The Onus on many FCC units operations is to increase propylene yield, while others are tasked to deal with vacuum gas oil deficits. It’s no secret that FCC units are getting bigger. A historical trend can be seen over the past 10 years indicating average unit capacity has increased from about 60,000 bpd to 120,000 bpd, due to economies of scale. In the process industry, the higher the processing capacity, the more economical it becomes to operate the processing unit, which in this instance is the FCC unit. More importantly, the FCC unit built today is expected to provide more monetization capability than previous generations of cat crackers.
About half of the FCC units built over the past 10 years are actually resid FCC units that can produce a minimum of 9.0 wt% propylene, and can be effectively upgraded to yield 19 wt% propylene, which is what a lot of refiners are currently trying to achieve with their units, as they link up with downstream petrochemical infrastructure. For example, Technip Stone & Webster has licensed close to 12 deep catalytic cracking (DCC) units with one of the objectives being to maximize propylene production in the form of refinery grade proplylene, chemical grade propylene and polymer grade propylene (PGP).
“Older” FCC units can also be cost effectively upgraded to increase propylene yields from (let’s say) 4.0 wt% to 8.0 wt%, with new catalyst formulations and some modest equipment upgrades. However, there’s another compelling reason for the re-emergence of cat cracking at a time when other high conversion technology is taking center stage, such as hydrocracking (for increasing distillate yields) — that is the monetization of fuel oil.
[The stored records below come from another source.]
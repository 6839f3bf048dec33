//! The acceleration URL rewrite (§4.2): "every subsequent part PUT URL is
//! rewritten by substituting the standard `.s3.<region>.amazonaws.com` host
//! component with the returned endpoint," gated on the file crossing
//! `S3_TRANSFER_ACCELERATION.MIN_SIZE` and acceleration being enabled.
//!
//! Pulled out as a standalone, synchronous function (rather than left
//! private inside the HTTP transport) so the Upload Engine can apply the
//! same rewrite to a signed URL it already holds, without re-entering the
//! control-plane client.

use crate::config::AccelerationConfig;

/// Rewrites `url`'s host for transfer acceleration, iff `endpoint` was
/// granted at initiate time AND `file_size` meets the configured minimum.
/// Idempotent: rewriting an already-rewritten URL a second time is a no-op
/// because the `.s3.` needle is gone after the first rewrite.
pub fn accelerate_url(url: &str, endpoint: Option<&str>, file_size: u64, config: &AccelerationConfig) -> String {
    match endpoint {
        Some(endpoint) if config.enabled && file_size >= config.min_size => match url.find(".s3.") {
            Some(start) => {
                let host_end = url[start..].find('/').map(|i| start + i).unwrap_or(url.len());
                let scheme_end = url.find("://").map(|i| i + 3).unwrap_or(0);
                format!("{}{}{}", &url[..scheme_end], endpoint, &url[host_end..])
            }
            None => url.to_string(),
        },
        _ => url.to_string(),
    }
}
use std::collections::HashMap;
use std::sync::Mutex;

#[cfg(not(target_arch = "wasm32"))]
use async_trait::async_trait;
#[cfg(target_arch = "wasm32")]
use async_trait::async_trait as local_async_trait;

use super::PersistenceStore;
use crate::error::EngineResult;
use crate::model::{UploadChunk, UploadState};

/// In-process `PersistenceStore` guarded by a mutex. Used for native
/// embedding, integration tests, and as the fallback when IndexedDB is
/// compiled out, mirroring the crate's existing `InMemoryPersistence`.
#[derive(Default)]
pub struct MemoryPersistenceStore {
    uploads: Mutex<HashMap<String, UploadState>>,
    chunks: Mutex<HashMap<String, UploadChunk>>,
}

impl MemoryPersistenceStore {
    pub fn new() -> Self {
        Self::default()
    }
}

#[cfg(not(target_arch = "wasm32"))]
#[async_trait]
impl PersistenceStore for MemoryPersistenceStore {
    async fn save_upload_state(&self, state: &UploadState) -> EngineResult<()> {
        self.uploads
            .lock()
            .unwrap()
            .insert(state.content_id.clone(), state.clone());
        Ok(())
    }

    async fn load_upload_state(&self, content_id: &str) -> EngineResult<Option<UploadState>> {
        Ok(self.uploads.lock().unwrap().get(content_id).cloned())
    }

    async fn load_all_upload_states(&self) -> EngineResult<Vec<UploadState>> {
        Ok(self.uploads.lock().unwrap().values().cloned().collect())
    }

    async fn delete_upload_state(&self, content_id: &str) -> EngineResult<()> {
        self.uploads.lock().unwrap().remove(content_id);
        Ok(())
    }

    async fn save_chunk(&self, chunk: &UploadChunk) -> EngineResult<()> {
        self.chunks
            .lock()
            .unwrap()
            .insert(chunk.id.clone(), chunk.clone());
        Ok(())
    }

    async fn load_chunks(&self, upload_id: &str) -> EngineResult<Vec<UploadChunk>> {
        Ok(self
            .chunks
            .lock()
            .unwrap()
            .values()
            .filter(|chunk| chunk.upload_id == upload_id)
            .cloned()
            .collect())
    }

    async fn delete_chunks(&self, upload_id: &str) -> EngineResult<()> {
        self.chunks
            .lock()
            .unwrap()
            .retain(|_, chunk| chunk.upload_id != upload_id);
        Ok(())
    }
}

#[cfg(target_arch = "wasm32")]
#[local_async_trait(?Send)]
impl PersistenceStore for MemoryPersistenceStore {
    async fn save_upload_state(&self, state: &UploadState) -> EngineResult<()> {
        self.uploads
            .lock()
            .unwrap()
            .insert(state.content_id.clone(), state.clone());
        Ok(())
    }

    async fn load_upload_state(&self, content_id: &str) -> EngineResult<Option<UploadState>> {
        Ok(self.uploads.lock().unwrap().get(content_id).cloned())
    }

    async fn load_all_upload_states(&self) -> EngineResult<Vec<UploadState>> {
        Ok(self.uploads.lock().unwrap().values().cloned().collect())
    }

    async fn delete_upload_state(&self, content_id: &str) -> EngineResult<()> {
        self.uploads.lock().unwrap().remove(content_id);
        Ok(())
    }

    async fn save_chunk(&self, chunk: &UploadChunk) -> EngineResult<()> {
        self.chunks
            .lock()
            .unwrap()
            .insert(chunk.id.clone(), chunk.clone());
        Ok(())
    }

    async fn load_chunks(&self, upload_id: &str) -> EngineResult<Vec<UploadChunk>> {
        Ok(self
            .chunks
            .lock()
            .unwrap()
            .values()
            .filter(|chunk| chunk.upload_id == upload_id)
            .cloned()
            .collect())
    }

    async fn delete_chunks(&self, upload_id: &str) -> EngineResult<()> {
        self.chunks
            .lock()
            .unwrap()
            .retain(|_, chunk| chunk.upload_id != upload_id);
        Ok(())
    }
}

#[cfg(test)]
mod tests {
    use super::*;
    use crate::model::{ChunkStatus, UploadStatus};

    fn sample_state(content_id: &str) -> UploadState {
        UploadState {
            content_id: content_id.to_string(),
            upload_id: "upload-1".into(),
            key: "videos/a.mp4".into(),
            file_name: "a.mp4".into(),
            file_size: 100,
            file_type: "video/mp4".into(),
            part_size: 10,
            max_concurrent_uploads: 5,
            parts: vec![],
            progress: 0,
            status: UploadStatus::InProgress,
            start_time_ms: 0,
            accelerated: false,
            acceleration_endpoint: None,
            error: None,
            file_url: None,
        }
    }

    #[tokio::test]
    async fn save_then_load_round_trips() {
        let store = MemoryPersistenceStore::new();
        let state = sample_state("content-1");
        store.save_upload_state(&state).await.unwrap();

        let loaded = store.load_upload_state("content-1").await.unwrap();
        assert_eq!(loaded.unwrap().upload_id, "upload-1");
        assert!(store.load_upload_state("missing").await.unwrap().is_none());
    }

    #[tokio::test]
    async fn delete_is_idempotent() {
        let store = MemoryPersistenceStore::new();
        store.delete_upload_state("never-existed").await.unwrap();
        let state = sample_state("content-2");
        store.save_upload_state(&state).await.unwrap();
        store.delete_upload_state("content-2").await.unwrap();
        store.delete_upload_state("content-2").await.unwrap();
        assert!(store.load_upload_state("content-2").await.unwrap().is_none());
    }

    #[tokio::test]
    async fn load_all_returns_every_record() {
        let store = MemoryPersistenceStore::new();
        store.save_upload_state(&sample_state("a")).await.unwrap();
        store.save_upload_state(&sample_state("b")).await.unwrap();
        let all = store.load_all_upload_states().await.unwrap();
        assert_eq!(all.len(), 2);
    }

    #[tokio::test]
    async fn chunks_are_scoped_and_bulk_deletable_by_upload_id() {
        let store = MemoryPersistenceStore::new();
        let chunk = |id: &str, upload_id: &str| UploadChunk {
            id: id.to_string(),
            upload_id: upload_id.to_string(),
            part_number: 1,
            size: 10,
            data: vec![1, 2, 3],
            status: ChunkStatus::Queued,
            attempts: 0,
            last_attempt_ms: None,
            error: None,
        };
        store.save_chunk(&chunk("c1", "upload-a")).await.unwrap();
        store.save_chunk(&chunk("c2", "upload-a")).await.unwrap();
        store.save_chunk(&chunk("c3", "upload-b")).await.unwrap();

        assert_eq!(store.load_chunks("upload-a").await.unwrap().len(), 2);
        store.delete_chunks("upload-a").await.unwrap();
        assert_eq!(store.load_chunks("upload-a").await.unwrap().len(), 0);
        assert_eq!(store.load_chunks("upload-b").await.unwrap().len(), 1);
    }
}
New regulations will no longer allow the use of fuel oil and resid in most marine transportation markets, so cat crackers have to be there to add value to these displaced heavy fuels. To meet stringent emissions requirements, merchant marine vessels are transitioning to diesel, so the heavy fuels (e.g., high-sulfur fuel oil, resid, etc.), after some hydrotreating, will be upgraded in an FCC unit or perhaps a coker. Actually, Exxon Mobil is building a $1.0 billion delayed coker in Europe to process resid, with the heavy coker gas oil then fed to either a hydrocracker or an FCC unit.
To be sure, it will also be interesting over the next year or so to ascertain how FCC units in the US are going to balance the overflow of light domestic sourced feeds at the expense of vacuum gas oil (VGO) feedstock. For some refiners, access to waxy paraffinic shale feedstocks provide an effective substitute for VGO feed deficits. For other FCC based refiners, the VGO deficit conundrum will be an interesting story to follow going forward.